Rolston String Quartet
Rolston String Quartet
The acclaimed Rolston String Quartet was formed in the summer of 2013 in Alberta, Canada, at the Banff Centre for Arts and Creativity’s Chamber Music Residency. It takes its name from Canadian violinist Thomas Rolston, founder and longtime director of the Music and Sound Programs at the Banff Centre.
The quartet was awarded First Prize at the 12th Banff International String Quartet Competition, and was the 2018 recipient of Chamber Music America’s Cleveland Quartet Award—the first international ensemble chosen for that prestigious honor.

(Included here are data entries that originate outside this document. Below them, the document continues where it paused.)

//! WASM bindings for shopping receipt normalization.
//!
//! This crate provides WebAssembly bindings for use in browsers and Node.js.

use wasm_bindgen::prelude::*;

use shopbag_core::receipt::rules;
use shopbag_core::{ExpenseDocument, Receipt, ReceiptAssembler, ReceiptNormalizer};

/// Initialize panic hook for better error messages in console.
#[wasm_bindgen(start)]
pub fn init() {
    #[cfg(feature = "console_error_panic_hook")]
    console_error_panic_hook::set_once();
}

/// Version information.
#[wasm_bindgen]
pub fn version() -> String {
    env!("CARGO_PKG_VERSION").to_string()
}

fn js_error(message: impl std::fmt::Display) -> JsValue {
    js_sys::Error::new(&message.to_string()).into()
}

fn to_js(receipt: &Receipt) -> Result<JsValue, JsValue> {
    serde_wasm_bindgen::to_value(receipt).map_err(js_error)
}

/// Assemble a receipt from canonical or Textract JSON.
///
/// Returns the receipt object; decimals are exact strings and the date is
/// `YYYY-MM-DD`.
#[wasm_bindgen]
pub fn assemble_receipt(json: &str) -> Result<JsValue, JsValue> {
    let receipt = ReceiptAssembler::new().assemble_json(json).map_err(js_error)?;
    to_js(&receipt)
}

/// First amount token in `text`, e.g. `"EUR 23,50"` gives `"23.50"`.
#[wasm_bindgen]
pub fn extract_amount(text: &str) -> Option<String> {
    rules::extract_amount(text).ok().map(|d| d.to_string())
}

/// Receipt date as `YYYY-MM-DD`, using the default two-digit-year pivot.
#[wasm_bindgen]
pub fn normalize_date(text: &str) -> Option<String> {
    rules::normalize_date(text).ok().map(|d| d.to_string())
}

/// Receipt scanner class for browser use.
#[wasm_bindgen]
pub struct ReceiptScanner {
    assembler: ReceiptAssembler,
}

#[wasm_bindgen]
impl ReceiptScanner {
    /// Create a new receipt scanner.
    #[wasm_bindgen(constructor)]
    pub fn new() -> Self {
        Self {
            assembler: ReceiptAssembler::new(),
        }
    }

    /// Configure the two-digit-year pivot for `dd.mm.yy` dates.
    #[wasm_bindgen]
    pub fn set_two_digit_year_pivot(&mut self, pivot: u8) {
        self.assembler = ReceiptAssembler::new().with_two_digit_year_pivot(pivot);
    }

    /// Current two-digit-year pivot.
    #[wasm_bindgen(getter)]
    pub fn two_digit_year_pivot(&self) -> u8 {
        self.assembler.two_digit_year_pivot()
    }

    /// Assemble a receipt from canonical or Textract JSON text.
    #[wasm_bindgen]
    pub fn assemble(&self, json: &str) -> Result<JsValue, JsValue> {
        let receipt = self.assembler.assemble_json(json).map_err(js_error)?;
        to_js(&receipt)
    }

    /// Assemble a receipt from an already parsed canonical document object.
    #[wasm_bindgen]
    pub fn assemble_document(&self, document: JsValue) -> Result<JsValue, JsValue> {
        let document: ExpenseDocument =
            serde_wasm_bindgen::from_value(document).map_err(js_error)?;
        let receipt = self.assembler.assemble(&document).map_err(js_error)?;
        to_js(&receipt)
    }
}

impl Default for ReceiptScanner {
    fn default() -> Self {
        Self::new()
    }
}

Since the quartet’s recording debut with Souvenirs—an all-Tchaikovsky album that was released in 2019 and named Recording of the Month by BBC Music Magazine—it continues to receive praise and recognition for its musical excellence. It has performed at numerous prestigious venues including Carnegie Hall, London’s Wigmore Hall, the Freer Gallery in Washington, DC, and UCLA’s Herb Alpert School of Music; at chamber music societies in Calgary, Vancouver, Houston, Detroit, Phoenix, Fort Worth, Kansas City, Philadelphia, and Portland (OR); and in such European cities as Paris, Leipzig, Berlin, Lucerne, Heidelberg, Barcelona, and Graz.
Notable artistic collaborators have included David Shifrin, Janina Fialkowska, Gary Hoffman, Nobuko Imai, Miguel da Silva, and the St. Lawrence and Dover quartets.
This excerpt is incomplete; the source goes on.